TASK PROMPT: Only an exact retyping of all the entries counts as an answer.

········

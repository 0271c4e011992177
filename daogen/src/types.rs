//! Property metadata emitted into every generated module.

/// How a property relates to other entities.
#[derive(Debug, Clone, Copy, PartialEq, Eq, Hash)]
pub enum PropertyKind {
    Simple,
    ManyToOne,
    ManyToMany,
    OneToMany,
}

/// Policy for database-assigned identifier values.
#[derive(Debug, Clone, Copy, PartialEq, Eq, Hash)]
pub enum GenerationType {
    Auto,
    Identity,
    Sequence,
    Table,
}

/// Static description of one mapped property of an entity.
///
/// Generated modules expose the full list as `PROPERTIES`, in declaration
/// order. Nested properties of an embedded identifier use dotted names
/// (`id.article_id`).
#[derive(Debug, Clone, Copy, PartialEq, Eq)]
pub struct PropertyDetail {
    pub name: &'static str,
    pub column_name: &'static str,
    pub type_name: &'static str,
    pub id: bool,
    pub generation_type: Option<GenerationType>,
    pub generator: Option<&'static str>,
    pub embedded: bool,
    pub nested: bool,
    pub unique: bool,
    pub nullable: bool,
    pub insertable: bool,
    pub updatable: bool,
    pub column_definition: &'static str,
    pub table: &'static str,
    pub length: u32,
    pub precision: u32,
    pub scale: u32,
    pub referenced_column_name: &'static str,
    pub kind: PropertyKind,
}

impl PropertyDetail {
    /// Name of the embedded identifier a nested property belongs to.
    pub fn parent_property(&self) -> Option<&'static str> {
        if !self.nested {
            return None;
        }
        self.name.split_once('.').map(|(parent, _)| parent)
    }

    /// Whether the property contributes an identifier column.
    pub fn is_id_column(&self) -> bool {
        self.id && (!self.embedded || self.nested)
    }
}

/// Finds a property by name in a generated `PROPERTIES` list.
pub fn find_property<'a>(properties: &'a [PropertyDetail], name: &str) -> Option<&'a PropertyDetail> {
    properties.iter().find(|property| property.name == name)
}

/// What a `#[derive]`d persistent type was declared as.
#[derive(Debug, Clone, Copy, PartialEq, Eq, Hash)]
pub enum PersistentKind {
    Entity,
    Embeddable,
    MappedSuperclass,
}

/// Implemented by `#[derive(Entity)]`, `#[derive(Embeddable)]` and
/// `#[derive(MappedSuperclass)]`.
pub trait Persistent {
    const TYPE_NAME: &'static str;
    const KIND: PersistentKind;
}

/// Implemented by `#[derive(Entity)]`.
pub trait EntityType: Persistent {
    /// Table the entity maps to, including any catalog or schema prefix.
    const TABLE_NAME: &'static str;
}

#[cfg(test)]
mod tests {
    use super::*;

    const fn detail(name: &'static str, id: bool, embedded: bool, nested: bool) -> PropertyDetail {
        PropertyDetail {
            name,
            column_name: name,
            type_name: "Option<i32>",
            id,
            generation_type: None,
            generator: None,
            embedded,
            nested,
            unique: false,
            nullable: true,
            insertable: true,
            updatable: true,
            column_definition: "",
            table: "",
            length: 255,
            precision: 0,
            scale: 0,
            referenced_column_name: "",
            kind: PropertyKind::Simple,
        }
    }

    #[test]
    fn nested_properties_know_their_parent() {
        let nested = detail("id.article_id", true, true, true);
        assert_eq!(nested.parent_property(), Some("id"));
        assert!(nested.is_id_column());

        let aggregate = detail("id", true, true, false);
        assert_eq!(aggregate.parent_property(), None);
        assert!(!aggregate.is_id_column());
    }

    #[test]
    fn find_property_by_name() {
        let properties = [detail("id", true, false, false), detail("code", false, false, false)];
        assert_eq!(find_property(&properties, "code").map(|p| p.id), Some(false));
        assert!(find_property(&properties, "missing").is_none());
    }
}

········

ANSWER TO THE EXERCISE:
repository 0271c4e011992177
filename daogen/src/types.rs
//! Property metadata emitted into every generated module.

/// How a property relates to other entities.
#[derive(Debug, Clone, Copy, PartialEq, Eq, Hash)]
pub enum PropertyKind {
    Simple,
    ManyToOne,
    ManyToMany,
    OneToMany,
}

/// Policy for database-assigned identifier values.
#[derive(Debug, Clone, Copy, PartialEq, Eq, Hash)]
pub enum GenerationType {
    Auto,
    Identity,
    Sequence,
    Table,
}

/// Static description of one mapped property of an entity.
///
/// Generated modules expose the full list as `PROPERTIES`, in declaration
/// order. Nested properties of an embedded identifier use dotted names
/// (`id.article_id`).
#[derive(Debug, Clone, Copy, PartialEq, Eq)]
pub struct PropertyDetail {
    pub name: &'static str,
    pub column_name: &'static str,
    pub type_name: &'static str,
    pub id: bool,
    pub generation_type: Option<GenerationType>,
    pub generator: Option<&'static str>,
    pub embedded: bool,
    pub nested: bool,
    pub unique: bool,
    pub nullable: bool,
    pub insertable: bool,
    pub updatable: bool,
    pub column_definition: &'static str,
    pub table: &'static str,
    pub length: u32,
    pub precision: u32,
    pub scale: u32,
    pub referenced_column_name: &'static str,
    pub kind: PropertyKind,
}

impl PropertyDetail {
    /// Name of the embedded identifier a nested property belongs to.
    pub fn parent_property(&self) -> Option<&'static str> {
        if !self.nested {
            return None;
        }
        self.name.split_once('.').map(|(parent, _)| parent)
    }

    /// Whether the property contributes an identifier column.
    pub fn is_id_column(&self) -> bool {
        self.id && (!self.embedded || self.nested)
    }
}

/// Finds a property by name in a generated `PROPERTIES` list.
pub fn find_property<'a>(properties: &'a [PropertyDetail], name: &str) -> Option<&'a PropertyDetail> {
    properties.iter().find(|property| property.name == name)
}

/// What a `#[derive]`d persistent type was declared as.
#[derive(Debug, Clone, Copy, PartialEq, Eq, Hash)]
pub enum PersistentKind {
    Entity,
    Embeddable,
    MappedSuperclass,
}

/// Implemented by `#[derive(Entity)]`, `#[derive(Embeddable)]` and
/// `#[derive(MappedSuperclass)]`.
pub trait Persistent {
    const TYPE_NAME: &'static str;
    const KIND: PersistentKind;
}

/// Implemented by `#[derive(Entity)]`.
pub trait EntityType: Persistent {
    /// Table the entity maps to, including any catalog or schema prefix.
    const TABLE_NAME: &'static str;
}

#[cfg(test)]
mod tests {
    use super::*;

    const fn detail(name: &'static str, id: bool, embedded: bool, nested: bool) -> PropertyDetail {
        PropertyDetail {
            name,
            column_name: name,
            type_name: "Option<i32>",
            id,
            generation_type: None,
            generator: None,
            embedded,
            nested,
            unique: false,
            nullable: true,
            insertable: true,
            updatable: true,
            column_definition: "",
            table: "",
            length: 255,
            precision: 0,
            scale: 0,
            referenced_column_name: "",
            kind: PropertyKind::Simple,
        }
    }

    #[test]
    fn nested_properties_know_their_parent() {
        let nested = detail("id.article_id", true, true, true);
        assert_eq!(nested.parent_property(), Some("id"));
        assert!(nested.is_id_column());

        let aggregate = detail("id", true, true, false);
        assert_eq!(aggregate.parent_property(), None);
        assert!(!aggregate.is_id_column());
    }

    #[test]
    fn find_property_by_name() {
        let properties = [detail("id", true, false, false), detail("code", false, false, false)];
        assert_eq!(find_property(&properties, "code").map(|p| p.id), Some(false));
        assert!(find_property(&properties, "missing").is_none());
    }
}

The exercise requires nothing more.